A kNN-based Non-Parametric Conditional Independence Test for Mixed Data and Application in Causal Discovery
This repository contains the code, the experiments, and the Appendix of the paper "A kNN-based Non-Parametric Conditional Independence Test for Mixed Data and Application in Causal Discovery" which is accepted at the European Conference on Machine Learning and Principles and Practice of Knowledge Discovery in Databases ECML PKDD 23.
To setup the code execute the following command.
git clone git@github.com:hpi-epic/mCMIkNN.git
cd src
pip3 install -r requirements.txt
You can also install the independence tests via
pip3 install .
which lets you later call
import indeptests
Note, within the requirements, we added manm-cs only to allow rerunning some of the code for the experiments and results shown in the associated publication. This is not required for execution of the conditional independence test mCMIkNN.
After setup, you can execute the following command as an example.

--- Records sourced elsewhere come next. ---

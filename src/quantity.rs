#[macro_use]
mod macros;

pub mod cost;
pub mod distance;
pub mod frequency;
pub mod power;
pub mod time;
pub mod volume;
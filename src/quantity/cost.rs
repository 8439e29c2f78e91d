use std::fmt::{Display, Formatter};

use rust_decimal::RoundingStrategy;

quantity!(
    /// US dollars.
    Cost, via: Decimal, unit: "$"
);

impl Cost {
    /// Round to cents, half away from zero, the way the spreadsheet's `ROUND(x, 2)` does.
    #[must_use]
    pub fn round_to_cents(self) -> Self {
        Self(self.0.round_dp_with_strategy(2, RoundingStrategy::MidpointAwayFromZero))
    }

    /// Round to whole dollars, half away from zero.
    #[must_use]
    pub fn round_to_dollars(self) -> Self {
        Self(self.0.round_dp_with_strategy(0, RoundingStrategy::MidpointAwayFromZero))
    }
}

impl Display for Cost {
    fn fmt(&self, f: &mut Formatter<'_>) -> std::fmt::Result {
        let cents = self.round_to_cents().0;
        if cents.is_sign_negative() {
            write!(f, "-${:.2}", -cents)
        } else {
            write!(f, "${cents:.2}")
        }
    }
}

#[cfg(test)]
mod tests {
    use rust_decimal_macros::dec;

    use super::*;

    #[test]
    fn test_round_to_cents_midpoint() {
        assert_eq!(Cost(dec!(54.405)).round_to_cents(), Cost(dec!(54.41)));
        assert_eq!(Cost(dec!(-54.405)).round_to_cents(), Cost(dec!(-54.41)));
    }

    #[test]
    fn test_round_to_dollars() {
        assert_eq!(Cost(dec!(9733.5)).round_to_dollars(), Cost(dec!(9734)));
        assert_eq!(Cost(dec!(12963.3)).round_to_dollars(), Cost(dec!(12963)));
    }

    #[test]
    fn test_display() {
        assert_eq!(Cost(dec!(1705)).to_string(), "$1705.00");
        assert_eq!(Cost(dec!(-0.5)).to_string(), "-$0.50");
    }
}
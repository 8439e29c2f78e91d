use std::fmt::{Display, Formatter};

use bon::Builder;
use rust_decimal_macros::dec;

use crate::{
    prelude::*,
    quantity::{distance::Miles, power::Kilowatts},
};

/// Per-unit calculation input.
#[must_use]
#[derive(Copy, Clone, Debug, Builder)]
pub struct GeneratorParams {
    pub kw: Kilowatts,

    /// Used only by the tune-up services.
    pub cylinders: Option<u32>,

    /// Used only by the diesel tune-up.
    pub injector_type: Option<InjectorType>,

    /// One-way distance from the shop.
    #[builder(default)]
    pub miles_from_shop: Miles,

    /// Fluids sent to the laboratory; everything when not specified.
    pub fluids: Option<FluidSelection>,
}

impl GeneratorParams {
    const MAX_MILES_FROM_SHOP: Miles = Miles(dec!(100000));

    /// Reject ratings and distances no generator can have.
    ///
    /// Ratings outside the kW brackets are valid and priced from the nearest bracket.
    pub fn validated(self) -> Result<Self> {
        ensure!(
            self.kw.0.is_finite() && self.kw.0 > 0.0,
            "power rating must be positive, got {}",
            self.kw,
        );
        ensure!(
            !self.miles_from_shop.0.is_sign_negative() || self.miles_from_shop.is_zero(),
            "distance from the shop must not be negative, got {}",
            self.miles_from_shop,
        );
        ensure!(
            self.miles_from_shop <= Self::MAX_MILES_FROM_SHOP,
            "distance from the shop must not exceed {}, got {}",
            Self::MAX_MILES_FROM_SHOP,
            self.miles_from_shop,
        );
        Ok(self)
    }
}

#[derive(
    Copy,
    Clone,
    Debug,
    Eq,
    Hash,
    PartialEq,
    clap::ValueEnum,
    serde::Deserialize,
    serde::Serialize,
)]
pub enum InjectorType {
    /// Mechanical pop-nozzle injectors.
    #[serde(alias = "popNoz", alias = "pop-noz")]
    PopNoz,

    /// Electronic unit injectors.
    #[serde(alias = "unitInj", alias = "unit-inj")]
    UnitInj,
}

impl Display for InjectorType {
    fn fmt(&self, f: &mut Formatter<'_>) -> std::fmt::Result {
        match self {
            Self::PopNoz => write!(f, "PopNoz"),
            Self::UnitInj => write!(f, "UnitInj"),
        }
    }
}

#[derive(Debug, clap::ValueEnum, enumset::EnumSetType)]
pub enum Fluid {
    Oil,
    Coolant,
    Fuel,
}

/// Fluid analysis selection.
#[must_use]
#[derive(Copy, Clone, Debug, Eq, PartialEq, serde::Deserialize, serde::Serialize)]
#[serde(default)]
pub struct FluidSelection {
    pub oil: bool,
    pub coolant: bool,
    pub fuel: bool,
}

impl FluidSelection {
    pub const ALL: Self = Self { oil: true, coolant: true, fuel: true };
    pub const NONE: Self = Self { oil: false, coolant: false, fuel: false };

    pub const fn contains(self, fluid: Fluid) -> bool {
        match fluid {
            Fluid::Oil => self.oil,
            Fluid::Coolant => self.coolant,
            Fluid::Fuel => self.fuel,
        }
    }
}

impl Default for FluidSelection {
    fn default() -> Self {
        Self::ALL
    }
}

impl FromIterator<Fluid> for FluidSelection {
    fn from_iter<T: IntoIterator<Item = Fluid>>(iter: T) -> Self {
        iter.into_iter().fold(Self::NONE, |mut selection, fluid| {
            match fluid {
                Fluid::Oil => selection.oil = true,
                Fluid::Coolant => selection.coolant = true,
                Fluid::Fuel => selection.fuel = true,
            }
            selection
        })
    }
}

#[cfg(test)]
mod tests {
    use super::*;

    #[test]
    fn test_fluid_selection_from_iter() {
        let selection: FluidSelection = [Fluid::Fuel, Fluid::Oil].into_iter().collect();
        assert_eq!(selection, FluidSelection { oil: true, coolant: false, fuel: true });
    }

    #[test]
    fn test_partial_fluid_selection_defaults_to_selected() {
        let selection: FluidSelection = serde_json::from_str(r#"{"fuel": false}"#).unwrap();
        assert_eq!(selection, FluidSelection { oil: true, coolant: true, fuel: false });
    }

    #[test]
    fn test_injector_type_aliases() {
        let injector: InjectorType = serde_json::from_str(r#""unitInj""#).unwrap();
        assert_eq!(injector, InjectorType::UnitInj);
        let injector: InjectorType = serde_json::from_str(r#""PopNoz""#).unwrap();
        assert_eq!(injector, InjectorType::PopNoz);
    }

    #[test]
    fn test_validated() {
        assert!(GeneratorParams::builder().kw(Kilowatts(2500.0)).build().validated().is_ok());
        assert!(GeneratorParams::builder().kw(Kilowatts(-1.0)).build().validated().is_err());
        assert!(GeneratorParams::builder().kw(Kilowatts(f64::NAN)).build().validated().is_err());
    }

    #[test]
    fn test_distance_bounds() {
        let validated = |miles| {
            GeneratorParams::builder()
                .kw(Kilowatts(80.0))
                .miles_from_shop(Miles(miles))
                .build()
                .validated()
        };
        assert!(validated(dec!(100000)).is_ok());
        assert!(validated(dec!(-5)).is_err());
        assert!(validated(dec!(100000000000000000000)).is_err());
    }

    #[test]
    fn test_builder_defaults() {
        let params = GeneratorParams::builder().kw(Kilowatts(80.0)).build();
        assert_eq!(params.miles_from_shop, Miles::ZERO);
        assert!(params.cylinders.is_none());
        assert!(params.fluids.is_none());
    }
}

python3 main.py -i ../data/coolingData_1000.csv
The main.py script takes the following parameter as input:
Parameter | Default | Description |
---|---|---|
-i | - | Input File location, with column description in header |
-l | - | Maximum size of separation set |
-c | 2 | Number of cores to execute tests in parallel |
-p | 100 | Number of permutations |
-t | - | Optional transformation of data. Options are "normalize", "rank", "standardize", "uniform" default is none. |
-k | 25 | Value |
-r | 5 | Value |
-a | 0.01 | Nominal value |